Jermaine Lamarr Cole, more famously known as rapper J. Cole, released his fifth studio album, “KOD”, on April 20, 2018. According to “Vulture,” the album has broken the record for most streams in a day on Spotify and Apple Music, 36.7 and 64.5 million respectively, a record previously held by Taylor Swift for her lead single, “Look What You Made Me Do.”
The album consists of 12 different songs that delve into how people use sex, money, drugs, alcohol and even social media to escape the pain of life.
“We live in a society where all this drug use is normalized, it’s the norm, it’s okay” said Cole in an interview with Vulture.
Some of the top songs from the album discuss a powerful message that many rappers today don’t talk about anymore. “ATM” discusses wealth addiction, “Photograph” goes into the overuse of social media, and “Kevin’s Heart” discusses the consequences of sex and cheating.
The theme of the album has touched many, as his message is the truth that most people don’t speak up about. For example, the song “Brackets” talks about his concerns about where government taxes are really going and how “the white man” doesn’t do anything when it comes to violence in “the ghetto.”
Let me pick the things I’m funding from an app on my screen
Better that than letting wack congressman I’ve never seen
Dictate where my money go, straight into the palms of some
Money-hungry company that make guns that circulate the country
And then wind up in my hood, making bloody clothes
Stray bullet hit a young boy with a snotty nose
– “Brackets”, “KOD”, J. Cole
The last song on the album, “1985 (Intro to “The Fall Off”)”, lectures young people about how using drugs and doing everything just to earn money isn’t the way to go.

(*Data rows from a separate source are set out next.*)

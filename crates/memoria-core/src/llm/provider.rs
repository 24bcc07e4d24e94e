//! LlmProvider trait definition.
//!
//! This is the abstraction the memory subsystem calls for query rewriting and
//! fact extraction. Uses RPITIT for `complete`; both callers need a single
//! non-streaming completion.

use memoria_types::llm::{CompletionRequest, CompletionResponse, LlmError};

/// Trait for chat-completion backends.
///
/// Implementations live in memoria-infra (e.g., `OpenAiCompatibleProvider`).
pub trait LlmProvider: Send + Sync {
    /// Human-readable provider name (e.g., "openai_compatible").
    fn name(&self) -> &str;

    /// Model used when a request leaves `model` empty.
    fn model(&self) -> &str;

    /// Send a completion request and receive the full response.
    fn complete(
        &self,
        request: &CompletionRequest,
    ) -> impl std::future::Future<Output = Result<CompletionResponse, LlmError>> + Send;
}
//! Memoria CLI entry point.
//!
//! Binary name: `memoria`
//!
//! Parses CLI arguments, wires the memory subsystem from `memoria.toml`, then
//! dispatches to the command handler. Every pending extraction window is
//! drained before exit, so exchanges below the batch size are not lost.

mod cli;
mod state;

use clap::Parser;
use clap_complete::generate;

use cli::{Cli, Commands, ConfigAction};
use memoria_infra::config::default_config_path;
use memoria_observe::tracing_setup::{init_tracing, shutdown_tracing};
use state::AppState;

#[tokio::main]
async fn main() -> anyhow::Result<()> {
    let cli = Cli::parse();

    // Set up tracing based on verbosity
    let filter = match cli.verbose {
        0 if cli.quiet => "error",
        0 => "warn",
        1 => "info,memoria=debug",
        _ => "trace",
    };
    init_tracing(cli.otel, filter).map_err(|e| anyhow::anyhow!("Failed to init tracing: {e}"))?;

    let result = run(cli).await;
    shutdown_tracing();
    result
}

async fn run(cli: Cli) -> anyhow::Result<()> {
    let config_path = cli.config.clone().unwrap_or_else(default_config_path);

    // Completions and config inspection don't need the store or the model
    match &cli.command {
        Commands::Completions { shell } => {
            let mut cmd = <Cli as clap::CommandFactory>::command();
            generate(*shell, &mut cmd, "memoria", &mut std::io::stdout());
            return Ok(());
        }
        Commands::Config { action } => {
            return match action {
                ConfigAction::Check => cli::config::check(&config_path, cli.json).await,
                ConfigAction::Path => cli::config::path(&config_path, cli.json),
            };
        }
        _ => {}
    }

    let mut state = AppState::init(&config_path).await?;

    let outcome = match cli.command {
        Commands::Recall {
            user,
            query,
            limit,
            threshold,
            history,
        } => {
            cli::memory::recall(
                &state,
                &user,
                &query,
                limit,
                threshold,
                history.as_deref(),
                cli.json,
            )
            .await
        }

        Commands::Exchange {
            user,
            message,
            reply,
            no_store,
        } => cli::memory::exchange(&mut state, &user, &message, &reply, no_store, cli.json).await,

        Commands::Ingest { user, transcript } => {
            cli::memory::ingest(&mut state, &user, &transcript, cli.json).await
        }

        Commands::Memories { user, limit } => {
            cli::memory::list_memories(&state, &user, limit, cli.json).await
        }

        Commands::Forget {
            user,
            id,
            all,
            memory_type,
            force,
        } => cli::memory::forget(&state, &user, id, all, memory_type, force, cli.json).await,

        Commands::Count { user } => cli::memory::count(&state, &user, cli.json).await,

        Commands::Completions { .. } | Commands::Config { .. } => Ok(()),
    };

    state.service.drain_all().await;
    tracing::debug!(config = %state.config_path.display(), "Memoria exiting");
    outcome
}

Now your show’s lookin’ light cause they don’t show up
Which unfortunately means the money slow up
Now you scramblin’ and hopin’ to get hot again
But you forgot you only popped ‘cause you was ridin’ trends
Now you old news and you goin’ through regrets
‘Cause you never bought that house, but you got a Benz
And a bunch of jewels and a bunch of shoes
And a bunch of fake friends, I ain’t judgin’ you
I’m just tellin’ you what’s probably gon’ happen when you rappin’
‘Bout the type of shit you rappin’
– “1985 (Intro to ‘The Fall Off;)”, “K.O.D.”, J. Cole.
The record found it’s way to many people including some at our own school. Senior Jim Youngs has loved the album since it was dropped and feels the lyrics have a deeper meaning than other modern hip-hop artists today.
“It’s an album that talks about the struggles of addictions. People say the album isn’t any good but they’re simply not listening to the lyrics,” said Youngs, “In each song you hear a story and it opens you up to a chapter in his [J. Cole] life. I personally have listened to it everyday since it’s dropped.”
There are some people out there who don’t appreciate the message behind Cole’s music, like SoundCloud rapper Lil Pump, who made a diss track about Cole. The seventeen year-old rapper became famous off of his bass-filled songs and constantly yelling “ESKEETIT” all over social media. The rapper preaches about “leaning” or “popping pills” such as xanax or fentanyl which late rapper Lil Peep overdosed on last November.
After KOD dropped, later that night at a concert in Atlanta, rapper Smokepurpp, friend of Lil Pump, started a chant against Cole.
“It’s really a ‘shoe fits’ situation — several people can wear that shoe,” said Cole in an interview with Vulture, “Why you yelling at your show? You must feel attacked in some kind of way, must feel offended, and if you feel offended, then that means something rings true, something struck a chord. That’s cool with me. That’s all I ever want to do.”
Cole knows that some people don’t take him seriously or don’t consider him the best rapper in the game, but that’s not his goal. He’s trying to spread information about the level of addiction that holds back many of us from our true potential. He wants to let you know there is more to life than just drugs, sex, and wealth.